I'm not sure why do you put 'cover' into first MD page (#1). If you want to have a cover as 'thumbnail' you should have it as completely separate 'cover image file' that will be included as separate resource and will be displayed in epub correctly. There is no sence to put it on the first MD page file.

.....This seems to occur because the processes for adding assets from markdown code and adding the cover image to the zip archive are separate, and the HashMap used in assets' de-duplication is not shared between these procedures.

I suppose that is correct behavior.

So solution is create another image as 'cover' OR do not put it into any MD file.

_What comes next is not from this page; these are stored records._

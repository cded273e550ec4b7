//! The engine instance for one command invocation.
//!
//! A [`Migrator`] owns the [`Config`] and the injected ports (unit source,
//! ledger, version control, observer). The ledger is loaded fresh at the start
//! of every command and saved after every successful unit.

use std::path::PathBuf;

use chrono::Utc;

use waypoint_core::{registry, Config, EnvHistory, FileLedger, History, LedgerStore, Plan, UnitId};

use crate::branch::BranchSync;
use crate::diff::diff;
use crate::error::EngineError;
use crate::events::{Command, Event, NoopObserver, Observer};
use crate::runner::{RunOutcome, Runner};
use crate::selector::select;
use crate::unit::{ScriptSource, UnitSource};
use crate::vcs::{NoVcs, VersionControl};

/// What a command would do, without doing it.
#[derive(Debug, Clone, Default)]
pub struct Preview {
    pub plan: Plan,
    /// Units currently applied in the active environment.
    pub applied: EnvHistory,
}

pub struct Migrator {
    config: Config,
    source: Box<dyn UnitSource>,
    ledger: Box<dyn LedgerStore>,
    vcs: Box<dyn VersionControl>,
    observer: Box<dyn Observer>,
}

impl Migrator {
    /// Engine with script units, the file ledger, no VCS and no observer.
    pub fn new(config: Config) -> Self {
        let source = ScriptSource::new(config.script_kind());
        let ledger = FileLedger::new(config.directory(), config.env());
        Self {
            config,
            source: Box::new(source),
            ledger: Box::new(ledger),
            vcs: Box::new(NoVcs),
            observer: Box::new(NoopObserver),
        }
    }

    pub fn with_source(mut self, source: impl UnitSource + 'static) -> Self {
        self.source = Box::new(source);
        self
    }

    pub fn with_ledger(mut self, ledger: impl LedgerStore + 'static) -> Self {
        self.ledger = Box::new(ledger);
        self
    }

    pub fn with_vcs(mut self, vcs: impl VersionControl + 'static) -> Self {
        self.vcs = Box::new(vcs);
        self
    }

    pub fn with_observer(mut self, observer: impl Observer + 'static) -> Self {
        self.observer = Box::new(observer);
        self
    }

    pub fn config(&self) -> &Config {
        &self.config
    }

    fn emit(&self, event: Event<'_>) {
        self.observer.on_event(&event);
    }

    fn directory(&self) -> PathBuf {
        self.config.directory()
    }

    fn runner(&self) -> Runner<'_> {
        Runner::new(
            self.directory(),
            self.config.env(),
            self.config.timeout(),
            self.source.as_ref(),
            self.ledger.as_ref(),
            self.observer.as_ref(),
        )
    }

    /// Units on disk; an unreadable directory counts as no units.
    fn units_or_empty(&self) -> Vec<UnitId> {
        registry::list_units(&self.directory(), self.config.script_kind()).unwrap_or_else(|e| {
            tracing::debug!("treating migrations directory as empty: {e}");
            Vec::new()
        })
    }

    // -----------------------------------------------------------------------
    // Commands
    // -----------------------------------------------------------------------

    /// Scaffold a new unit from the configured template.
    pub fn create(&self) -> Result<UnitId, EngineError> {
        self.emit(Event::Init {
            command: Command::Create,
        });
        let kind = self.config.script_kind();
        let template = registry::load_template(self.config.template(), kind)?;
        let dir = self.directory();
        let unit = registry::create_unit(
            &dir,
            Utc::now().timestamp_millis(),
            self.config.args(),
            kind,
            &template,
        )?;
        self.emit(Event::Created {
            unit: &unit,
            dir: &dir,
        });
        Ok(unit)
    }

    /// Plan for the configured direction / limit / name, without running it.
    pub fn dry(&self) -> Preview {
        self.emit(Event::Init {
            command: Command::Dry,
        });
        let preview = self.selection(&self.ledger.load());
        self.emit(Event::Ready {
            command: Command::Dry,
            plan: &preview.plan,
            applied: &preview.applied,
        });
        self.emit(Event::Done {
            command: Command::Dry,
            applied: &[],
            error: None,
        });
        preview
    }

    fn selection(&self, history: &History) -> Preview {
        let applied = history.env(&self.config.env());
        let name = self.config.name_filter();
        let plan = select(
            &self.units_or_empty(),
            &applied,
            self.config.direction(),
            self.config.limit(),
            name.as_deref(),
        );
        Preview { plan, applied }
    }

    /// Select and run units in the configured direction.
    pub async fn run(&self) -> RunOutcome {
        self.emit(Event::Init {
            command: Command::Run,
        });
        let mut history = self.ledger.load();
        let Preview { plan, applied } = self.selection(&history);
        self.emit(Event::Ready {
            command: Command::Run,
            plan: &plan,
            applied: &applied,
        });

        let outcome = self.runner().run(&plan, &mut history).await;
        self.emit(Event::Done {
            command: Command::Run,
            applied: &outcome.applied,
            error: outcome.error.as_ref(),
        });
        outcome
    }

    /// Reconciliation plan between the directory and the ledger.
    ///
    /// Unlike [`dry`](Self::dry), an unreadable directory is an error here.
    pub fn diff(&self) -> Result<Preview, EngineError> {
        self.emit(Event::Init {
            command: Command::Diff,
        });
        let preview = self.reconciliation(&self.ledger.load())?;
        self.emit(Event::Ready {
            command: Command::Diff,
            plan: &preview.plan,
            applied: &preview.applied,
        });
        self.emit(Event::Done {
            command: Command::Diff,
            applied: &[],
            error: None,
        });
        Ok(preview)
    }

    fn reconciliation(&self, history: &History) -> Result<Preview, EngineError> {
        let units = registry::list_units(&self.directory(), self.config.script_kind())?;
        let applied = history.env(&self.config.env());
        let plan = diff(&units, &applied);
        Ok(Preview { plan, applied })
    }

    /// Reconcile with the migrations of `branch`.
    pub async fn sync(&self, branch: Option<&str>) -> Result<RunOutcome, EngineError> {
        let branch = branch
            .map(str::trim)
            .filter(|b| !b.is_empty())
            .ok_or_else(|| EngineError::Configuration("missing branch to sync with".to_owned()))?;
        self.sync_with(Command::Sync, branch).await
    }

    /// Git `post-checkout` hook entry: `<from-hash> <to-hash> <is-branch-checkout>`.
    ///
    /// Does nothing for file checkouts or when the hashes are equal.
    pub async fn post_checkout(&self, args: &[String]) -> Result<RunOutcome, EngineError> {
        let [from, to, flag, ..] = args else {
            return Err(EngineError::Configuration(format!(
                "post-checkout expects <from> <to> <is-branch-checkout>, got {} argument(s)",
                args.len()
            )));
        };
        if from == to || flag != "1" {
            // Runs on every checkout, so stay quiet.
            tracing::debug!("post-checkout: nothing to reconcile ({from} -> {to}, flag {flag})");
            return Ok(RunOutcome::default());
        }

        let branch = self.vcs.branch_from_commit(from)?;
        self.sync_with(Command::PostCheckout, &branch).await
    }

    async fn sync_with(&self, command: Command, branch: &str) -> Result<RunOutcome, EngineError> {
        self.emit(Event::Init { command });
        self.emit(Event::Branch { branch });

        let mut history = self.ledger.load();
        let Preview { plan, applied } = self.reconciliation(&history)?;
        self.emit(Event::Ready {
            command,
            plan: &plan,
            applied: &applied,
        });

        let runner = self.runner();
        let outcome = BranchSync::new(&runner, self.vcs.as_ref())
            .do_sync(branch, plan, &mut history)
            .await;
        self.emit(Event::Done {
            command,
            applied: &outcome.applied,
            error: outcome.error.as_ref(),
        });
        Ok(outcome)
    }
}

epifirumu commented 5 months ago

I'm not sure why do you put 'cover' into first MD page #1. If you want to have a cover as 'thumbnail' you should have it as completely separate 'cover image file' that will be included as separate resource and will be displayed in epub correctly. There is no sence to put it on the first MD page file

I realize my initial example might have come across as somewhat unconventional. To clarify, the example I've provided is just a minimal bug reproduction for troubleshooting and it was stripped of complexities to demonstrate the issue with as few variables as possible to focus on the problem itself. Placing the cover image on the first page of the book may looks no sense indeed since a real book doesn't tend to be less than a page long.

In practical scenarios like the novel we are maintaining as an open-source project, the cover image doubles as a piece of character art within an illustration collection that accompanies the novel.

Given that this novel is an open-source and freely available piece rather than a commercial publication, the image is designed to be both a cover and a standalone piece of art which doesn't include branding, publication details and other elements that might detract from the visual appeal like commercial books. Consequently, we have reused the same image for the EPUB cover and within the illustration collection.

Thanks for your guidance on this matter. We've currently implemented the workaround you suggested by creating an copy for the cover and refraining from including it in any markdown file.